— Task —
From the line that contains "filename apps/caseclerk/src/cli.rs" through the line that contains "backend, binary format", output every line of the listing below exactly and leave out all the rest.
^^^^
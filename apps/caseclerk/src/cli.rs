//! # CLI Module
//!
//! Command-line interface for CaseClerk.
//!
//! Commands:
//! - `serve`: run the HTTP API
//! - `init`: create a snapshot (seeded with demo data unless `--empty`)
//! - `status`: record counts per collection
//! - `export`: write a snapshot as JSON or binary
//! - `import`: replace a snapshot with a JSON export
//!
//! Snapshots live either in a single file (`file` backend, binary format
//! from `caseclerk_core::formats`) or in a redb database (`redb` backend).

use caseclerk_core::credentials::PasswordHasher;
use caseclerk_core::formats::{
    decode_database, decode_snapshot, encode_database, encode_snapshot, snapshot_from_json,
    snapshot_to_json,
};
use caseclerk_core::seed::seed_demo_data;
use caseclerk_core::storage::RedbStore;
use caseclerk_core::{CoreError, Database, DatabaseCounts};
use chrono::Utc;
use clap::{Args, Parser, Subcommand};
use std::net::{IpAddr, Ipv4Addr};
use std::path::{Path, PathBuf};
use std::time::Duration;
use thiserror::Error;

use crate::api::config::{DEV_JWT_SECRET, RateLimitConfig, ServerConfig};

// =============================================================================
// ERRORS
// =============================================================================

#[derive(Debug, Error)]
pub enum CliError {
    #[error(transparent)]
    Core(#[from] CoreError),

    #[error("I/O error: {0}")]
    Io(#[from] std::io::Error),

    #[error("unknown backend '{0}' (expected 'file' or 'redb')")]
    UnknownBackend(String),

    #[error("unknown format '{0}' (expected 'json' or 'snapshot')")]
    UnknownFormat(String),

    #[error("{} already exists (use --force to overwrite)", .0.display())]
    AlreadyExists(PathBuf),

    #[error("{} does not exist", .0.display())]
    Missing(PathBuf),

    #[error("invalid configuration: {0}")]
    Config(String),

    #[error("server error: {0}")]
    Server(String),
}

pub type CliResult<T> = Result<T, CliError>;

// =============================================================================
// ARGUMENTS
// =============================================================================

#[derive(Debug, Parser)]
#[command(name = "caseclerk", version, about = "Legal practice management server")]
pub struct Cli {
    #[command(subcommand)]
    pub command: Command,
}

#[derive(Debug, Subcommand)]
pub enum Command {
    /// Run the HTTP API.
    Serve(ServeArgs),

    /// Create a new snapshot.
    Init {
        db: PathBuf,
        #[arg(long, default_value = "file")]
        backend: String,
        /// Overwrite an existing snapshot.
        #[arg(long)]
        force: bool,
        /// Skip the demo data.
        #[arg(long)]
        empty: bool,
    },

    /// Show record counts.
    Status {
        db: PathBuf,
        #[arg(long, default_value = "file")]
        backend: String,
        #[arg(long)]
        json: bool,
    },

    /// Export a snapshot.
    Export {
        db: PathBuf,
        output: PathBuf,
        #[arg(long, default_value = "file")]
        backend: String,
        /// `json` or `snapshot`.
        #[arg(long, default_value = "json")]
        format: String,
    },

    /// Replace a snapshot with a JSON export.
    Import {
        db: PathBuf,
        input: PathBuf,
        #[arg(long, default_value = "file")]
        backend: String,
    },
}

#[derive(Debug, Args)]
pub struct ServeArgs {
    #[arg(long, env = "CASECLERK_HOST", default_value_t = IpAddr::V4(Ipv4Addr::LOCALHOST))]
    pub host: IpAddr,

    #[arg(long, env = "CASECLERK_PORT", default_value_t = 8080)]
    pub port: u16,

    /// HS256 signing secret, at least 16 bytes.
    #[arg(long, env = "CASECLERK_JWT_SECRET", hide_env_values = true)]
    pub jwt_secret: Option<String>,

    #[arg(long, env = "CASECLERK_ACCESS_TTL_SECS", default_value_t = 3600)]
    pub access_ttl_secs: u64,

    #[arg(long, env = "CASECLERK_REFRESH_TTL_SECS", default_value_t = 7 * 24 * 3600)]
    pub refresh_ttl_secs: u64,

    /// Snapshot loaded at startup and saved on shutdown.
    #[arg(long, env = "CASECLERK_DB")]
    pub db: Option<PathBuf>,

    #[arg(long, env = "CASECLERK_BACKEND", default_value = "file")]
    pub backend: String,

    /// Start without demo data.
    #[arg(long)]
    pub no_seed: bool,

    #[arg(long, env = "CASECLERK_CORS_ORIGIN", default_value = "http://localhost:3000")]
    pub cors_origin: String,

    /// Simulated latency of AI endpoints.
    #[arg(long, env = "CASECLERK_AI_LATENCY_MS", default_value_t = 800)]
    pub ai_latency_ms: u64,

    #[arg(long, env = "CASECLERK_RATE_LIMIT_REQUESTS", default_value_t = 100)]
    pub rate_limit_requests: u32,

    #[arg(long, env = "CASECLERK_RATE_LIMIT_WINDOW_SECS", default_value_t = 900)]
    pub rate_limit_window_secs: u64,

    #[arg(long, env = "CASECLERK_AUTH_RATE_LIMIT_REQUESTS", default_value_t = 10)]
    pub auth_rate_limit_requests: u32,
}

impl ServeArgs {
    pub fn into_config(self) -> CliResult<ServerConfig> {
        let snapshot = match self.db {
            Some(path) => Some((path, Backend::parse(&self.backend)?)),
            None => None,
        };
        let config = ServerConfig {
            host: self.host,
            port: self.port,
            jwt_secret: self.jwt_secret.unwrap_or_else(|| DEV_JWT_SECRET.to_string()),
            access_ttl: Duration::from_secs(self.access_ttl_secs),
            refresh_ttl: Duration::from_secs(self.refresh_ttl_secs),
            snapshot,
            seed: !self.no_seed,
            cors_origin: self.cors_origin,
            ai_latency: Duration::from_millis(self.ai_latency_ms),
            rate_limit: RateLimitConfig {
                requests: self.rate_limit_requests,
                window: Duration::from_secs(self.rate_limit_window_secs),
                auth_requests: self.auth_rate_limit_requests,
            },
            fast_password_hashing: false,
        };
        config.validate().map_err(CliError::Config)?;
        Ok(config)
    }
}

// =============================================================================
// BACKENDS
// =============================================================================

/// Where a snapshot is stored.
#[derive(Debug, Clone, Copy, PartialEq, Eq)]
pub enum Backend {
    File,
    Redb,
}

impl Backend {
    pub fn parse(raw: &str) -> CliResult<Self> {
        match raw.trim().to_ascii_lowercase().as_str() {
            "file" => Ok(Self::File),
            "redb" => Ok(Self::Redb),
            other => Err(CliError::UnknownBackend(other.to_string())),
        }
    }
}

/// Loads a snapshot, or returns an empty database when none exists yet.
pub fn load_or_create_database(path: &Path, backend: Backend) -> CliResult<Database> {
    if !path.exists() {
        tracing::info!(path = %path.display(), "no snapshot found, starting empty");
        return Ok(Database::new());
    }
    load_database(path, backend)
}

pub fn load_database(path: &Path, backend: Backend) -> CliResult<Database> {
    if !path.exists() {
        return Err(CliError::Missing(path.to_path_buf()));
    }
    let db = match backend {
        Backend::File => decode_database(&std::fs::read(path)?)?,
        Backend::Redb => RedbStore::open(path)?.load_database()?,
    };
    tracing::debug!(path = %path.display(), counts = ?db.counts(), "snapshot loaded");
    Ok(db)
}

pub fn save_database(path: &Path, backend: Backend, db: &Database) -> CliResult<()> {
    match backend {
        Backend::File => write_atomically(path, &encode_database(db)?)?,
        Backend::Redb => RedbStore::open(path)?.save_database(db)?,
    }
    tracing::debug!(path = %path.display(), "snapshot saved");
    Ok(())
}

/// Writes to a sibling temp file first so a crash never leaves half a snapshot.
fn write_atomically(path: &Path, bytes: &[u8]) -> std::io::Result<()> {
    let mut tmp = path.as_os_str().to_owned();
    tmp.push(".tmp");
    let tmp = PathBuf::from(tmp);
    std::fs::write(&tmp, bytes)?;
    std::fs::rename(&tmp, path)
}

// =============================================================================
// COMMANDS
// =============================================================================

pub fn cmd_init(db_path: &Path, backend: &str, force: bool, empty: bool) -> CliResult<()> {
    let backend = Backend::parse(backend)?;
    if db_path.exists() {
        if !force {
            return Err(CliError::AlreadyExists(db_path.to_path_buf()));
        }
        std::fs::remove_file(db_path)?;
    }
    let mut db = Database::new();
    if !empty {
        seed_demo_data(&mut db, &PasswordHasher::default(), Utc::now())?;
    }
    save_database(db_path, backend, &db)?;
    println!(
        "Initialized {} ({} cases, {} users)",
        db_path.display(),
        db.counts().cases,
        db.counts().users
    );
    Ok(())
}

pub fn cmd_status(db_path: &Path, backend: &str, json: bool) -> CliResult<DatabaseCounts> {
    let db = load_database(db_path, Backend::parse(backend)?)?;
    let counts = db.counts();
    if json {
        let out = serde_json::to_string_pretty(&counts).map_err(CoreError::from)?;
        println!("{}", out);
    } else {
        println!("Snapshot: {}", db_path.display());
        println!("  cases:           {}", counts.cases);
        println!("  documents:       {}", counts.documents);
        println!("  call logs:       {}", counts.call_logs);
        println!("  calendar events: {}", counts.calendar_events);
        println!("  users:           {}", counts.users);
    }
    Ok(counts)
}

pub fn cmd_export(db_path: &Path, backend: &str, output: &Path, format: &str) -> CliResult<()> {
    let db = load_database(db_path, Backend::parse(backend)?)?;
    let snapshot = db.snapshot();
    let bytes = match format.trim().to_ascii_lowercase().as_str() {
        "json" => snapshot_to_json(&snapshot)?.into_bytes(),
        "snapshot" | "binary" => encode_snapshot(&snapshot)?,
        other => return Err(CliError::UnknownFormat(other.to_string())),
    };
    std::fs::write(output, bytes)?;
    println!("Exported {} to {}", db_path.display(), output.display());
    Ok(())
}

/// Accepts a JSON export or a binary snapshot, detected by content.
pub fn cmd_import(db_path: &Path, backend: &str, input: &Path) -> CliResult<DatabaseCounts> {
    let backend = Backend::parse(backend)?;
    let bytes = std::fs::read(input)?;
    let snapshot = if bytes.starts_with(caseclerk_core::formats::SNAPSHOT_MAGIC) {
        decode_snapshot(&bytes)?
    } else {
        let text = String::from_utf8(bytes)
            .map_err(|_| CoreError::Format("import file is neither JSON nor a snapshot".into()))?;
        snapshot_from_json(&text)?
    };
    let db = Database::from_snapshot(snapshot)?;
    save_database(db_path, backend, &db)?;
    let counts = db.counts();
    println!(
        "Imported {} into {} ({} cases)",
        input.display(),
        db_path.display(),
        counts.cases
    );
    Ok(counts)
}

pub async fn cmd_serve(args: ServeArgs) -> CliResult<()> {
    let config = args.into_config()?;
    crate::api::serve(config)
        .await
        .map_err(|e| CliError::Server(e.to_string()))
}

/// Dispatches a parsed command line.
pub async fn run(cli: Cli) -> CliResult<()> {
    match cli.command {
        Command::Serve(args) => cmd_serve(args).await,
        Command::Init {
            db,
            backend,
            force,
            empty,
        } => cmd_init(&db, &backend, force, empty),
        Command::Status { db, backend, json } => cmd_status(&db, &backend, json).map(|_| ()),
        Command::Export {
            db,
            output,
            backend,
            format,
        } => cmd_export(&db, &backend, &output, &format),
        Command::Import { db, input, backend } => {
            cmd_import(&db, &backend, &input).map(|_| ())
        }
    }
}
^^^^
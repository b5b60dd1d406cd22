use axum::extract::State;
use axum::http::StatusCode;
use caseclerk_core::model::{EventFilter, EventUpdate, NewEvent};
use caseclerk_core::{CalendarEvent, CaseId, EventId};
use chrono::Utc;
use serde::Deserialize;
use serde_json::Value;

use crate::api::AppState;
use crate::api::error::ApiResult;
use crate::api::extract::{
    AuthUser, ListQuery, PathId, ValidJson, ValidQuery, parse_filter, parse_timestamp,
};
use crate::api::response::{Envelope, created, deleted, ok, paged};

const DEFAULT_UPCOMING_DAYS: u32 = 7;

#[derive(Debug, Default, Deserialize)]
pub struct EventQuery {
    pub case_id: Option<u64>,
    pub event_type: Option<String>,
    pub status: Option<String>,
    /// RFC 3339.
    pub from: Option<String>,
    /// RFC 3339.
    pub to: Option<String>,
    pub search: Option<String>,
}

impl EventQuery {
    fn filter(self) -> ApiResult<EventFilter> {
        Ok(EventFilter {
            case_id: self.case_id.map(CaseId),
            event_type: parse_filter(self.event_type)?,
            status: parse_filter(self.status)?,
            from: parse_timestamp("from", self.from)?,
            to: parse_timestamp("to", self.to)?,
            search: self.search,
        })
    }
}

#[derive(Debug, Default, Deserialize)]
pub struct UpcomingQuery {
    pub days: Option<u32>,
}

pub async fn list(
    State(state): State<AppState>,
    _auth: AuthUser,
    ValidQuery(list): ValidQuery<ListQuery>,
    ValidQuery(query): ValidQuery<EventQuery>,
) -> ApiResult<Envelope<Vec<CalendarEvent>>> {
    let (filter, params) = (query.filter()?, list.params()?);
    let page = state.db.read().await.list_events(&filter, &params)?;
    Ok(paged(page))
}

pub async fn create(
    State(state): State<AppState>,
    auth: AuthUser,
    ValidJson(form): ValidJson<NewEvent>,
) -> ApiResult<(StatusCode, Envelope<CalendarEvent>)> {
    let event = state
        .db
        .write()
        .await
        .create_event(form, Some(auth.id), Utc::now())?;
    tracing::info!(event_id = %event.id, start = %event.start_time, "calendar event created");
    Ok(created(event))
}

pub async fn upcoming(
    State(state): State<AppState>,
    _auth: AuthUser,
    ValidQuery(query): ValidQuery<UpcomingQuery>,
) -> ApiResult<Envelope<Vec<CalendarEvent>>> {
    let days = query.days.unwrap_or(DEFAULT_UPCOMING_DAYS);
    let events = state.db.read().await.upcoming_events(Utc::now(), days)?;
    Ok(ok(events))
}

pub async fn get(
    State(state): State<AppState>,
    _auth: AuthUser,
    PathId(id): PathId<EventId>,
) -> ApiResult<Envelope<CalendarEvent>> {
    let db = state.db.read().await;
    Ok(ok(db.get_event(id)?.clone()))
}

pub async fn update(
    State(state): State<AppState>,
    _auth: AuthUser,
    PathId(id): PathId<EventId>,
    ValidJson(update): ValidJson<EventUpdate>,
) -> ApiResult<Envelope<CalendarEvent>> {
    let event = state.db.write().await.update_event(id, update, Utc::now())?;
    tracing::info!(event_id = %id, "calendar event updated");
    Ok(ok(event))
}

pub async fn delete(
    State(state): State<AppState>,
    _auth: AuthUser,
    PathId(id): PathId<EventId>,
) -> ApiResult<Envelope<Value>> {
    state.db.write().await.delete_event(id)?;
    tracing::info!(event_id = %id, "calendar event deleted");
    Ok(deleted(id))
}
^^^^
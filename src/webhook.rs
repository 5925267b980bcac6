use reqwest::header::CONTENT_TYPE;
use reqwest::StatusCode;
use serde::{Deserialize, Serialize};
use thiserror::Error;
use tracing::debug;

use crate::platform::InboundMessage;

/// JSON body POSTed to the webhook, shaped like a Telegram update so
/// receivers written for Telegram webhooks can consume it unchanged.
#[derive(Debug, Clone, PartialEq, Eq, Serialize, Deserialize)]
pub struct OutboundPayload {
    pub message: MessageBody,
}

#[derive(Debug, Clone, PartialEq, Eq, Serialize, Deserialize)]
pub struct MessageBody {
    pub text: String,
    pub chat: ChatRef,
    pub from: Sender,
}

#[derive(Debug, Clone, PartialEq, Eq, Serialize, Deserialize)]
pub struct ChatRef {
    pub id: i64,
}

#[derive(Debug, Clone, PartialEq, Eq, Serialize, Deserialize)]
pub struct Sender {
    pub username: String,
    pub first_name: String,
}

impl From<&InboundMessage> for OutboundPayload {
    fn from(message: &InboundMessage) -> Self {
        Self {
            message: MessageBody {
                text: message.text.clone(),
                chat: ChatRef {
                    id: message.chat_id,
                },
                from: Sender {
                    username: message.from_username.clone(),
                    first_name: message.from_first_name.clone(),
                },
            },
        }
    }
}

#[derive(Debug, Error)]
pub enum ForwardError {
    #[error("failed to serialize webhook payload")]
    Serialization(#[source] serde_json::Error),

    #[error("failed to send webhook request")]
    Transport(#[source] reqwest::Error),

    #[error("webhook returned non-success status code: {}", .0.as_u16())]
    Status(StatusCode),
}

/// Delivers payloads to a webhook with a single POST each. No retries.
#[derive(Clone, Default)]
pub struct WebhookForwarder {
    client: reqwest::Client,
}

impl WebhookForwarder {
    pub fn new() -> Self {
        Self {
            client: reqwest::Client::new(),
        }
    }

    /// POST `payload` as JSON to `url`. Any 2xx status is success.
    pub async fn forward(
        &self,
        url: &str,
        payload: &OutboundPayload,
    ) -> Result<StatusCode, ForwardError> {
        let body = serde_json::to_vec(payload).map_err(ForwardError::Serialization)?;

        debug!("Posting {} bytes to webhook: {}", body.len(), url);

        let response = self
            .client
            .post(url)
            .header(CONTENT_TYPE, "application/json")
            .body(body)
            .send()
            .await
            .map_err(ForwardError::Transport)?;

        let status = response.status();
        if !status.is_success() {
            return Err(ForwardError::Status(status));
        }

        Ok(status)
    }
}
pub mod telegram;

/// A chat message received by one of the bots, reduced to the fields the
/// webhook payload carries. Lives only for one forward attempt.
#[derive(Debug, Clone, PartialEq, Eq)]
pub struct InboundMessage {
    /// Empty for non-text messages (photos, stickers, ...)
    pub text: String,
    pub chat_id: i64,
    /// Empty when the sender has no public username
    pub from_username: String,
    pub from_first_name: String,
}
^^^^
— Result below —
filename apps/caseclerk/src/cli.rs
//! # CLI Module
//!
//! Command-line interface for CaseClerk.
//!
//! Commands:
//! - `serve`: run the HTTP API
//! - `init`: create a snapshot (seeded with demo data unless `--empty`)
//! - `status`: record counts per collection
//! - `export`: write a snapshot as JSON or binary
//! - `import`: replace a snapshot with a JSON export
//!
//! Snapshots live either in a single file (`file` backend, binary format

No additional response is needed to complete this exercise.